//! Device trait definitions
//!
//! Sensor-level traits the navigation layer consumes, so controller logic is
//! tested against scripted readings instead of synthesized pulse trains.

use super::error::Result;
use super::rangefinder::DistanceReading;
use super::turret::ServoTarget;

/// A sensor that produces one fresh distance reading per call
///
/// Each call owns a full trigger-wait-read cycle; a reading is never reused
/// across calls.
pub trait RangeSensor {
    /// Trigger a measurement and return the reading
    ///
    /// # Errors
    ///
    /// Returns `DeviceError::RangeTimeout` if no echo arrives within the
    /// bounded wait.
    fn distance(&mut self) -> Result<DistanceReading>;
}

/// An aimable sensor mount
pub trait TurretInterface {
    /// Rotate to `target` and block until the feedback confirms arrival
    ///
    /// # Errors
    ///
    /// Returns `DeviceError::ServoSettleTimeout` if the feedback never enters
    /// the target band within the bounded wait.
    fn rotate(&mut self, target: ServoTarget) -> Result<()>;
}

// ============================================================================
// Scripted mocks (host tests)
// ============================================================================

#[cfg(any(test, feature = "mock"))]
pub use mock::{ScriptedRange, TrackingTurret};

#[cfg(any(test, feature = "mock"))]
mod mock {
    use super::*;
    use crate::devices::error::DeviceError;

    /// Scripted range sensor
    ///
    /// Replays distance readings (or timeouts) in order; once exhausted every
    /// further call repeats the last entry.
    #[derive(Debug)]
    pub struct ScriptedRange {
        script: heapless::Deque<Result<DistanceReading>, 64>,
        held: Result<DistanceReading>,
    }

    impl ScriptedRange {
        /// Replay the given readings in inches
        pub fn inches(readings: &[u16]) -> Self {
            let mut script = heapless::Deque::new();
            let mut held = Err(DeviceError::RangeTimeout);
            for &inches in readings {
                let reading = Ok(DistanceReading::from_inches(inches));
                let _ = script.push_back(reading);
                held = reading;
            }
            Self { script, held }
        }

        /// A sensor that always times out
        pub fn timing_out() -> Self {
            Self {
                script: heapless::Deque::new(),
                held: Err(DeviceError::RangeTimeout),
            }
        }

        /// Append one timeout to the script
        pub fn push_timeout(&mut self) {
            let _ = self.script.push_back(Err(DeviceError::RangeTimeout));
        }

        /// Append one reading in inches to the script
        pub fn push_inches(&mut self, inches: u16) {
            let reading = Ok(DistanceReading::from_inches(inches));
            let _ = self.script.push_back(reading);
            self.held = reading;
        }
    }

    impl RangeSensor for ScriptedRange {
        fn distance(&mut self) -> Result<DistanceReading> {
            match self.script.pop_front() {
                Some(r) => r,
                None => self.held,
            }
        }
    }

    /// Turret mock that records every commanded bearing and always arrives
    #[derive(Debug)]
    pub struct TrackingTurret {
        history: heapless::Vec<ServoTarget, 64>,
        fail: bool,
    }

    impl TrackingTurret {
        pub fn new() -> Self {
            Self {
                history: heapless::Vec::new(),
                fail: false,
            }
        }

        /// A turret whose servo is stuck: every rotate times out
        pub fn stuck() -> Self {
            Self {
                history: heapless::Vec::new(),
                fail: true,
            }
        }

        /// Bearings commanded so far, oldest first
        pub fn history(&self) -> &[ServoTarget] {
            &self.history
        }

        /// The bearing the turret currently points at
        pub fn current(&self) -> Option<ServoTarget> {
            self.history.last().copied()
        }
    }

    impl Default for TrackingTurret {
        fn default() -> Self {
            Self::new()
        }
    }

    impl TurretInterface for TrackingTurret {
        fn rotate(&mut self, target: ServoTarget) -> Result<()> {
            if self.fail {
                return Err(DeviceError::ServoSettleTimeout);
            }
            let _ = self.history.push(target);
            Ok(())
        }
    }
}
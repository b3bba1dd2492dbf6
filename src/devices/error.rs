//! Device error types
//!
//! Failure kinds for the driver layer. Nothing here is fatal: decode and
//! range timeouts recover locally, and the controller treats an unknown
//! distance by stopping rather than acting on stale data.

use core::fmt;

use crate::platform::PlatformError;

/// Result type for device operations
pub type Result<T> = core::result::Result<T, DeviceError>;

/// Driver-level errors
#[derive(Debug, Clone, Copy, PartialEq, Eq)]
#[cfg_attr(feature = "defmt", derive(defmt::Format))]
pub enum DeviceError {
    /// Underlying platform operation failed
    Platform(PlatformError),
    /// Frame window elapsed without a complete 32-bit frame
    DecodeTimeout,
    /// Echo not observed within the bounded wait
    RangeTimeout,
    /// Servo feedback never entered the target band within the bounded wait
    ServoSettleTimeout,
    /// Decoded a 32-bit code with no mapping in the command table
    UnknownCommand {
        /// The unmapped code
        code: u32,
    },
}

impl From<PlatformError> for DeviceError {
    fn from(e: PlatformError) -> Self {
        DeviceError::Platform(e)
    }
}

impl fmt::Display for DeviceError {
    fn fmt(&self, f: &mut fmt::Formatter<'_>) -> fmt::Result {
        match self {
            DeviceError::Platform(e) => write!(f, "platform: {}", e),
            DeviceError::DecodeTimeout => write!(f, "IR frame window elapsed mid-frame"),
            DeviceError::RangeTimeout => write!(f, "no echo within bounded wait"),
            DeviceError::ServoSettleTimeout => {
                write!(f, "servo feedback never reached target band")
            }
            DeviceError::UnknownCommand { code } => {
                write!(f, "unmapped IR code {:#010x}", code)
            }
        }
    }
}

● Required work:
Please transcribe all of the records, keeping every line exactly as it is.

● Written response:
//! Device trait definitions
//!
//! Sensor-level traits the navigation layer consumes, so controller logic is
//! tested against scripted readings instead of synthesized pulse trains.

use super::error::Result;
use super::rangefinder::DistanceReading;
use super::turret::ServoTarget;

/// A sensor that produces one fresh distance reading per call
///
/// Each call owns a full trigger-wait-read cycle; a reading is never reused
/// across calls.
pub trait RangeSensor {
    /// Trigger a measurement and return the reading
    ///
    /// # Errors
    ///
    /// Returns `DeviceError::RangeTimeout` if no echo arrives within the
    /// bounded wait.
    fn distance(&mut self) -> Result<DistanceReading>;
}

/// An aimable sensor mount
pub trait TurretInterface {
    /// Rotate to `target` and block until the feedback confirms arrival
    ///
    /// # Errors
    ///
    /// Returns `DeviceError::ServoSettleTimeout` if the feedback never enters
    /// the target band within the bounded wait.
    fn rotate(&mut self, target: ServoTarget) -> Result<()>;
}

// ============================================================================
// Scripted mocks (host tests)
// ============================================================================

#[cfg(any(test, feature = "mock"))]
pub use mock::{ScriptedRange, TrackingTurret};

#[cfg(any(test, feature = "mock"))]
mod mock {
    use super::*;
    use crate::devices::error::DeviceError;

    /// Scripted range sensor
    ///
    /// Replays distance readings (or timeouts) in order; once exhausted every
    /// further call repeats the last entry.
    #[derive(Debug)]
    pub struct ScriptedRange {
        script: heapless::Deque<Result<DistanceReading>, 64>,
        held: Result<DistanceReading>,
    }

    impl ScriptedRange {
        /// Replay the given readings in inches
        pub fn inches(readings: &[u16]) -> Self {
            let mut script = heapless::Deque::new();
            let mut held = Err(DeviceError::RangeTimeout);
            for &inches in readings {
                let reading = Ok(DistanceReading::from_inches(inches));
                let _ = script.push_back(reading);
                held = reading;
            }
            Self { script, held }
        }

        /// A sensor that always times out
        pub fn timing_out() -> Self {
            Self {
                script: heapless::Deque::new(),
                held: Err(DeviceError::RangeTimeout),
            }
        }

        /// Append one timeout to the script
        pub fn push_timeout(&mut self) {
            let _ = self.script.push_back(Err(DeviceError::RangeTimeout));
        }

        /// Append one reading in inches to the script
        pub fn push_inches(&mut self, inches: u16) {
            let reading = Ok(DistanceReading::from_inches(inches));
            let _ = self.script.push_back(reading);
            self.held = reading;
        }
    }

    impl RangeSensor for ScriptedRange {
        fn distance(&mut self) -> Result<DistanceReading> {
            match self.script.pop_front() {
                Some(r) => r,
                None => self.held,
            }
        }
    }

    /// Turret mock that records every commanded bearing and always arrives
    #[derive(Debug)]
    pub struct TrackingTurret {
        history: heapless::Vec<ServoTarget, 64>,
        fail: bool,
    }

    impl TrackingTurret {
        pub fn new() -> Self {
            Self {
                history: heapless::Vec::new(),
                fail: false,
            }
        }

        /// A turret whose servo is stuck: every rotate times out
        pub fn stuck() -> Self {
            Self {
                history: heapless::Vec::new(),
                fail: true,
            }
        }

        /// Bearings commanded so far, oldest first
        pub fn history(&self) -> &[ServoTarget] {
            &self.history
        }

        /// The bearing the turret currently points at
        pub fn current(&self) -> Option<ServoTarget> {
            self.history.last().copied()
        }
    }

    impl Default for TrackingTurret {
        fn default() -> Self {
            Self::new()
        }
    }

    impl TurretInterface for TrackingTurret {
        fn rotate(&mut self, target: ServoTarget) -> Result<()> {
            if self.fail {
                return Err(DeviceError::ServoSettleTimeout);
            }
            let _ = self.history.push(target);
            Ok(())
        }
    }
}
repository b3bba1dd2492dbf6
filename src/devices/error.rs
//! Device error types
//!
//! Failure kinds for the driver layer. Nothing here is fatal: decode and
//! range timeouts recover locally, and the controller treats an unknown
//! distance by stopping rather than acting on stale data.

use core::fmt;

use crate::platform::PlatformError;

/// Result type for device operations
pub type Result<T> = core::result::Result<T, DeviceError>;

/// Driver-level errors
#[derive(Debug, Clone, Copy, PartialEq, Eq)]
#[cfg_attr(feature = "defmt", derive(defmt::Format))]
pub enum DeviceError {
    /// Underlying platform operation failed
    Platform(PlatformError),
    /// Frame window elapsed without a complete 32-bit frame
    DecodeTimeout,
    /// Echo not observed within the bounded wait
    RangeTimeout,
    /// Servo feedback never entered the target band within the bounded wait
    ServoSettleTimeout,
    /// Decoded a 32-bit code with no mapping in the command table
    UnknownCommand {
        /// The unmapped code
        code: u32,
    },
}

impl From<PlatformError> for DeviceError {
    fn from(e: PlatformError) -> Self {
        DeviceError::Platform(e)
    }
}

impl fmt::Display for DeviceError {
    fn fmt(&self, f: &mut fmt::Formatter<'_>) -> fmt::Result {
        match self {
            DeviceError::Platform(e) => write!(f, "platform: {}", e),
            DeviceError::DecodeTimeout => write!(f, "IR frame window elapsed mid-frame"),
            DeviceError::RangeTimeout => write!(f, "no echo within bounded wait"),
            DeviceError::ServoSettleTimeout => {
                write!(f, "servo feedback never reached target band")
            }
            DeviceError::UnknownCommand { code } => {
                write!(f, "unmapped IR code {:#010x}", code)
            }
        }
    }
}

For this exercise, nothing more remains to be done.